6 heures du mat’, un certain lac dans la préfecture de Tokushima, Japon. J’ai eu 3 heures de sommeil, trop de verres d’alcool de sudachi, et la chaleur ambiante me réveille déjà.  À moins que ce ne soient 3 autres JNSA qui dormaient sur les futons à côté qui partent. Je veux refermer mes yeux, mais ils ont été suffisamment ouverts pour repérer un abu posé sur le mur en face. Mieux vaut ne pas traîner, je n’ai pas envie de tester ce qu’une piqûre de ces gars-là peut faire. Lentement, je récupère mon sac, puis, sans plus de cérémonie, je pars. Pas un regard un arrière pour les 2 derniers qui ronflent encore. En passant devant le ryokan, je vois une voiture qui se prépare à partir, un autre JNSA mettant ses bagages dans le coffre. On me demande si je monte aussi, et sans demander la destination, j’y rentre. Une troisième nous rejoint quelques minutes plus tard, avec une tête qui dit qu’elle voudrait revenir dans son pyjama, et nous quittons les lieux.

DSC07849
It’s not actually a lake.
DSC07852
Farmer.

On nous dépose à l’arrêt de bus par lequel nous sommes arrivés la veille. Étrangement, un vieux y attend déjà. Un vieux étrange y attend déjà. Il nous regarde fixement avant de jeter des canettes de café par-dessus son épaule. Okay. Le bus arrive. La campagne japonaise que l’on traverse sous le soleil matinal semble bien différente, et présente un certain charme, une nature qui s’harmonise entre les rizières, montagnes et rivières se faufilant parmi la forêt pour se mélanger dans le lac. Nous sommes bien loin de Tokyo.

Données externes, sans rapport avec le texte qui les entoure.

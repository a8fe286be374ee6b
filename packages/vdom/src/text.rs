use std::borrow::Cow;
use std::fmt;
use std::hash::{Hash, Hasher};

/// A text leaf, either raw or already escaped markup
#[derive(Debug, Clone)]
pub enum Text {
    /// Plain text, escaped when emitted as markup
    Raw(String),

    /// Pre-escaped markup, emitted verbatim
    Safe(String),
}

impl Text {
    pub fn raw(text: impl Into<String>) -> Self {
        Text::Raw(text.into())
    }

    pub fn safe(markup: impl Into<String>) -> Self {
        Text::Safe(markup.into())
    }

    pub fn is_safe(&self) -> bool {
        matches!(self, Text::Safe(_))
    }

    pub fn is_empty(&self) -> bool {
        match self {
            Text::Raw(text) | Text::Safe(text) => text.is_empty(),
        }
    }

    /// The stored string, without escaping
    pub fn as_str(&self) -> &str {
        match self {
            Text::Raw(text) | Text::Safe(text) => text,
        }
    }

    /// Escaped markup for this text
    pub fn markup(&self) -> Cow<'_, str> {
        match self {
            Text::Raw(text) => html_escape::encode_text(text),
            Text::Safe(markup) => Cow::Borrowed(markup),
        }
    }

    /// Append `other`, keeping the run raw only while both sides are raw
    pub fn push(&mut self, other: &Text) {
        match (&mut *self, other) {
            (Text::Raw(text), Text::Raw(next)) => text.push_str(next),
            (Text::Safe(markup), next) => markup.push_str(&next.markup()),
            (Text::Raw(_), Text::Safe(_)) => {
                let mut markup = self.markup().into_owned();
                markup.push_str(other.as_str());
                *self = Text::Safe(markup);
            }
        }
    }
}

impl PartialEq for Text {
    fn eq(&self, other: &Self) -> bool {
        match (self, other) {
            (Text::Raw(a), Text::Raw(b)) | (Text::Safe(a), Text::Safe(b)) => a == b,
            _ => self.markup() == other.markup(),
        }
    }
}

impl Eq for Text {}

impl Hash for Text {
    fn hash<H: Hasher>(&self, state: &mut H) {
        self.markup().hash(state);
    }
}

impl fmt::Display for Text {
    fn fmt(&self, f: &mut fmt::Formatter<'_>) -> fmt::Result {
        f.write_str(&self.markup())
    }
}

impl From<&str> for Text {
    fn from(text: &str) -> Self {
        Text::Raw(text.to_string())
    }
}

impl From<String> for Text {
    fn from(text: String) -> Self {
        Text::Raw(text)
    }
}

#[cfg(test)]
mod tests {
    use super::*;

    #[test]
    fn test_raw_runs_stay_raw() {
        let mut text = Text::raw("a");
        text.push(&Text::raw("<b>"));
        assert_eq!(text, Text::Raw("a<b>".to_string()));
    }

    #[test]
    fn test_safe_part_escapes_the_run() {
        let mut text = Text::raw("1 < 2 ");
        text.push(&Text::safe("<em>yes</em>"));
        text.push(&Text::raw(" & more"));
        assert_eq!(
            text,
            Text::Safe("1 &lt; 2 <em>yes</em> &amp; more".to_string())
        );
    }

    #[test]
    fn test_equality_across_kinds() {
        assert_eq!(Text::raw("a & b"), Text::safe("a &amp; b"));
        assert_ne!(Text::raw("a & b"), Text::safe("a & b"));
    }
}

J’y rentrerai bientôt, mais j’espère le plus tard possible. En quête d’aventure, je compte y rentrer en stop, avec plein d’escales entre. Mais pour le moment, le périple en bus se poursuit par un train, pour revenir progressivement vers la civilisation, tout du moins la ville de Tokushima. Ce qui laisse suffisamment de temps pour faire un compte-rendu de l’English Campaign avec l’autre JNSA, à ma façon; heureusement, je n’étais pas le seul à s’être rendu compte que les étudiants étrangers n’y servaient à rien. Mon humeur pointe vers le bas, surtout en ce qui concerne le Japon dans son ensemble, et la place qu’un étranger peut y avoir. Pas exactement le genre d’état d’esprit qu’il faut alors que prévois de voyager au Japon, avec pour but de rencontrer plein de Japonais, à leur quémander de me faire voyager à l’œil.

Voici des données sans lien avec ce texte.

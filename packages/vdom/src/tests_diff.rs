use crate::diff::diff;
use crate::flatten::{flatten, flatten_children};
use crate::node::{clean_props, EventHandler, Opaque, VNode};
use crate::patch::{to_wire, Action};
use serde_json::json;
use std::collections::BTreeMap;

/// Client-side view of a flattened tree
#[derive(Debug, Clone, PartialEq)]
enum Model {
    Text(String),
    Element {
        tag: String,
        props: BTreeMap<String, String>,
        children: Vec<Model>,
    },
}

fn model(node: &VNode) -> Model {
    match node {
        VNode::Text(text) => Model::Text(text.markup().into_owned()),
        VNode::Element(element) => Model::Element {
            tag: element.tag.clone().unwrap_or_default(),
            props: clean_props(&element.props)
                .into_iter()
                .map(|(key, value)| (key.to_string(), value))
                .collect(),
            children: flatten_children(element).nodes.iter().map(model).collect(),
        },
    }
}

fn list_at<'a>(root: &'a mut Vec<Model>, path: &[usize]) -> &'a mut Vec<Model> {
    path.iter().fold(root, |list, index| match &mut list[*index] {
        Model::Element { children, .. } => children,
        Model::Text(_) => panic!("path runs through text"),
    })
}

fn apply(root: &mut Vec<Model>, action: &Action) {
    match action {
        Action::Set { path, key, .. } | Action::Unset { path, key } => {
            let (last, parent) = path.split_last().unwrap();
            let Model::Element { props, .. } = &mut list_at(root, parent)[*last] else {
                panic!("props on text");
            };
            match action {
                Action::Set { .. } => props.insert(key.clone(), value_of(action)),
                _ => props.remove(key),
            };
        }
        Action::Insert { path, node } => {
            let (last, parent) = path.split_last().unwrap();
            list_at(root, parent).insert(*last, model(node));
        }
        Action::Remove { path } => {
            let (last, parent) = path.split_last().unwrap();
            list_at(root, parent).remove(*last);
        }
        Action::Replace { path, node } => {
            let (last, parent) = path.split_last().unwrap();
            list_at(root, parent)[*last] = model(node);
        }
        Action::Move { path, from, to } => {
            let list = list_at(root, path);
            let node = list.remove(*from);
            list.insert(*to, node);
        }
        other => panic!("unexpected action {:?}", other),
    }
}

fn value_of(action: &Action) -> String {
    match action {
        Action::Set { value, .. } => value.clone(),
        _ => unreachable!(),
    }
}

/// Diff, replay the actions on the old view, and compare with the new view
fn check(old: &VNode, new: &VNode) -> Vec<Action> {
    let actions = diff(old, new);
    let mut view: Vec<Model> = flatten(old).nodes.iter().map(model).collect();
    for action in &actions {
        apply(&mut view, action);
    }
    let expected: Vec<Model> = flatten(new).nodes.iter().map(model).collect();
    assert_eq!(view, expected, "actions: {:?}", actions);
    actions
}

fn item(label: &str) -> VNode {
    VNode::element("li").with_child(label.to_string())
}

enum Slot {
    Kept(usize),
    Fresh(&'static str),
}

/// Old list of `len` items and a new list reusing them in the given order
fn keyed(len: usize, slots: &[Slot]) -> (VNode, VNode) {
    let items: Vec<VNode> = (0..len).map(|i| item(&format!("item {}", i))).collect();
    let old = VNode::element("ul").with_children(items.clone());

    let mut children = Vec::new();
    let mut mapping = Vec::new();
    for slot in slots {
        match slot {
            Slot::Kept(index) => {
                children.push(items[*index].clone());
                mapping.push(Some(*index));
            }
            Slot::Fresh(label) => {
                children.push(item(label));
                mapping.push(None);
            }
        }
    }
    let new = VNode::element("ul").with_children(children).with_mapping(mapping);
    (old, new)
}

fn longest_increasing(values: &[usize]) -> usize {
    let mut best = vec![1; values.len()];
    for i in 0..values.len() {
        for j in 0..i {
            if values[j] < values[i] {
                best[i] = best[i].max(best[j] + 1);
            }
        }
    }
    best.into_iter().max().unwrap_or(0)
}

fn move_count(actions: &[Action]) -> usize {
    actions.iter().filter(|action| action.is_move()).count()
}

#[test]
fn test_swap_is_one_move() {
    use Slot::Kept;
    let (old, new) = keyed(3, &[Kept(1), Kept(0), Kept(2)]);
    let actions = check(&old, &new);
    assert_eq!(actions.len(), 1);
    assert_eq!(move_count(&actions), 1);
}

#[test]
fn test_counter_text_replace() {
    let render = |count: usize| {
        VNode::element("div").with_children(vec![
            VNode::element("button")
                .with_prop("onclick", EventHandler::new(Opaque::new(count)))
                .with_child("+"),
            " count: ".into(),
            count.to_string().into(),
            " ".into(),
        ])
    };

    let old = render(0);
    let new = render(1).with_mapping(vec![Some(0), None, None, None]);

    let actions = check(&old, &new);
    let wire: serde_json::Value = serde_json::from_str(&to_wire(&actions).unwrap()).unwrap();
    assert_eq!(wire, json!([["replace", 0, 1, " count: 1 "]]));
}

#[test]
fn test_identical_roots_produce_nothing() {
    let root = VNode::element("div").with_child(item("a"));
    assert!(diff(&root, &root.clone()).is_empty());
}

#[test]
fn test_prop_changes() {
    let old = VNode::element("input")
        .with_prop("value", "a")
        .with_prop("disabled", true)
        .with_prop("title", "t");
    let new = VNode::element("input")
        .with_prop("value", "b")
        .with_prop("disabled", false)
        .with_prop("placeholder", "p");

    let actions = check(&old, &new);
    assert_eq!(
        actions,
        vec![
            Action::Unset {
                path: vec![0],
                key: "disabled".into(),
            },
            Action::Unset {
                path: vec![0],
                key: "title".into(),
            },
            Action::Set {
                path: vec![0],
                key: "placeholder".into(),
                value: "p".into(),
            },
            Action::Set {
                path: vec![0],
                key: "value".into(),
                value: "b".into(),
            },
        ]
    );
}

#[test]
fn test_tag_change_replaces() {
    let old = VNode::element("div").with_child(VNode::element("span").with_child("x"));
    let new = VNode::element("div")
        .with_child(VNode::element("em").with_child("x"))
        .with_mapping(vec![Some(0)]);

    let actions = check(&old, &new);
    assert_eq!(actions.len(), 1);
    assert_eq!(actions[0].name(), "replace");
    assert_eq!(actions[0].path(), Some(&[0, 0][..]));
}

#[test]
fn test_removed_items_pair_with_inserts() {
    use Slot::{Fresh, Kept};
    let (old, new) = keyed(4, &[Kept(0), Fresh("x"), Kept(3)]);
    let actions = check(&old, &new);
    let names: Vec<&str> = actions.iter().map(Action::name).collect();
    assert_eq!(names, vec!["replace", "remove"]);
}

#[test]
fn test_trailing_inserts() {
    use Slot::{Fresh, Kept};
    let (old, new) = keyed(1, &[Kept(0), Fresh("a"), Fresh("b")]);
    let actions = check(&old, &new);
    let names: Vec<&str> = actions.iter().map(Action::name).collect();
    assert_eq!(names, vec!["insert", "insert"]);
}

#[test]
fn test_clearing_a_list() {
    let (old, new) = keyed(3, &[]);
    let actions = check(&old, &new);
    assert_eq!(actions.len(), 3);
    assert!(actions.iter().all(|action| action.name() == "remove"));
}

#[test]
fn test_moves_are_minimal() {
    use Slot::{Fresh, Kept};
    let cases: Vec<(usize, Vec<Slot>)> = vec![
        (3, vec![Kept(2), Kept(0), Kept(1)]),
        (6, vec![Kept(5), Kept(4), Kept(3), Kept(2), Kept(1), Kept(0)]),
        (6, vec![Kept(1), Kept(2), Kept(3), Kept(4), Kept(5), Kept(0)]),
        (5, vec![Fresh("a"), Kept(3), Fresh("b"), Kept(0), Kept(4)]),
        (5, vec![Kept(4), Fresh("a"), Kept(2), Kept(1)]),
        (7, vec![Kept(6), Kept(0), Fresh("a"), Kept(5), Kept(1), Kept(4), Kept(2)]),
        (4, vec![Fresh("a"), Fresh("b"), Kept(3), Kept(2)]),
    ];

    for (len, slots) in cases {
        let kept: Vec<usize> = slots
            .iter()
            .filter_map(|slot| match slot {
                Slot::Kept(index) => Some(*index),
                Slot::Fresh(_) => None,
            })
            .collect();

        let (old, new) = keyed(len, &slots);
        let actions = check(&old, &new);
        assert_eq!(
            move_count(&actions),
            kept.len() - longest_increasing(&kept),
            "order {:?}: {:?}",
            kept,
            actions
        );
    }
}

#[test]
fn test_text_runs_match_by_content() {
    let old = VNode::element("p").with_children(vec![
        "a".into(),
        VNode::element("br"),
        "b".into(),
    ]);
    let new = VNode::element("p").with_children(vec![
        "b".into(),
        VNode::element("hr"),
        "a".into(),
    ]);

    let actions = check(&old, &new);
    assert!(move_count(&actions) <= 1);
}

#[test]
fn test_nested_changes_are_addressed_by_path() {
    let inner_old = VNode::element("span").with_child("old");
    let old = VNode::element("div").with_children(vec![
        VNode::element("h1").with_child("title"),
        VNode::element("section").with_child(inner_old),
    ]);
    let old_children = &old.as_element().unwrap().children;

    let new = VNode::element("div")
        .with_children(vec![
            old_children[0].clone(),
            VNode::element("section")
                .with_child(VNode::element("span").with_child("new"))
                .with_mapping(vec![Some(0)]),
        ])
        .with_mapping(vec![Some(0), Some(1)]);

    let actions = check(&old, &new);
    assert_eq!(
        actions,
        vec![Action::Replace {
            path: vec![0, 1, 0, 0],
            node: VNode::text("new"),
        }]
    );
}

#[test]
fn test_fragment_roots() {
    let old = VNode::fragment().with_children(vec![item("a"), "tail".into()]);
    let new = VNode::fragment()
        .with_children(vec![item("z"), item("a"), "tail".into()])
        .with_mapping(vec![None, None, None]);
    check(&old, &new);
}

DSC07859Arrivés à la gare de Tokushima, et une fois séparé et seul, la tentation de simplement continuer en train est grande. Le soleil est déjà vers son zénith, les thermomètres affichent 36°. Je pars faire un tour vers un parc environnant, et avec une bouteille d’eau énergisante prise dans un distributeur, la motivation me vient. Je vais le faire. N’étant absolument pas préparé, la première étape passe d’abord par faire une pancarte affichant ma destination voulue. Une ville dans la direction de ma destination finale, mais pas trop loin, où des gens pourraient se diriger. La petite bourgade d’Osaka. Alors que je décide de remplir mon panneau en rouge pétant, un héron me souhaite bon courage, alors que les passants faisant leur promenade dans le parc m’ignorent allègrement. Une fois prêt, j’examine Google Maps pour me placer sur ce qui semble la route en direction d’Osaka. Et, tout connement, j’y marche, brandissant mon truc à bout de bras. Il me faut peu de temps pour exploser de rire en imaginant à quel point j’ai l’air ridicule. Ce qui n’est pas si mal, au moins j’ai une tête qui sourit, ce qui est toujours plus accueillant. Et je continue de marcher.

All you ever need.
All you ever need.

En fait, il ne faut même pas 15 minutes pour que quelqu’un me fasse signe avant de se garer sur un conbini à côté. La trentaine, relativement mignonne, elle m’explique rapidement qu’elle passe d’abord chercher un ami avant d’aller à Osaka, et me demande d’attendre un peu dans le conbini. Tout content d’avoir trouvé une ride, je m’y pose, prends 3 bouteilles d’Orangina à offrir en remerciement, et… j’attends. Le temps passe, et je me rappelle que j’ai rien mangé. Le temps passe encore, et alors qu’avec l’excitation du moment, j’avais demandé à mettre mon gros sac à dos dans son coffre, l’angoisse prend le dessus. Si elle ne revient pas, j’aurai perdu quelques affaires. Moment de relativisation extrême: j’ai toujours l’essentiel, mon portefeuille, mon portable et mon appareil photo. Suffisant pour avoir toutes sortes d’aventures. Je jure de garder ma petite besace toujours sur moi. C’est un soulagement rare que je ressens en la voyant passer sa tête à travers la porte du magasin. Mon voyage débute,  nous partons à 3 vers Osaka.

DSC07862
Bridge to Kobe

Elle parle des quelque fois où elle a pu faire connaissance avec des étrangers, comment elle voudrait apprendre l’anglais, est surprise de mon niveau de japonais, et surtout comment ça se fait que des gens d’ailleurs puissent être intéressés par le Japon, alors qu’elle veut en partir. Les politiques corrompus, le tatemae typique qui fait que les gens ne sont pas honnêtes, les salaires de merde et la mentalité de groupe semblent plus que la décevoir. Au moins, elle est claire et dit ce qu’elle pense, ce n’est pas une japonaise comme les autres. Son ami est parfaitement d’accord, mais garde les yeux sur la route plutôt que de trop discuter. Merci de nous garder vivants, pendant que je remets une fois de plus en question ce que je veux faire dans ce pays. Alors qu’on approche d’Osaka par des ponts aux allures de Golden Gate Bridge, elle propose qu’on aille visiter le château d’Osaka ensemble.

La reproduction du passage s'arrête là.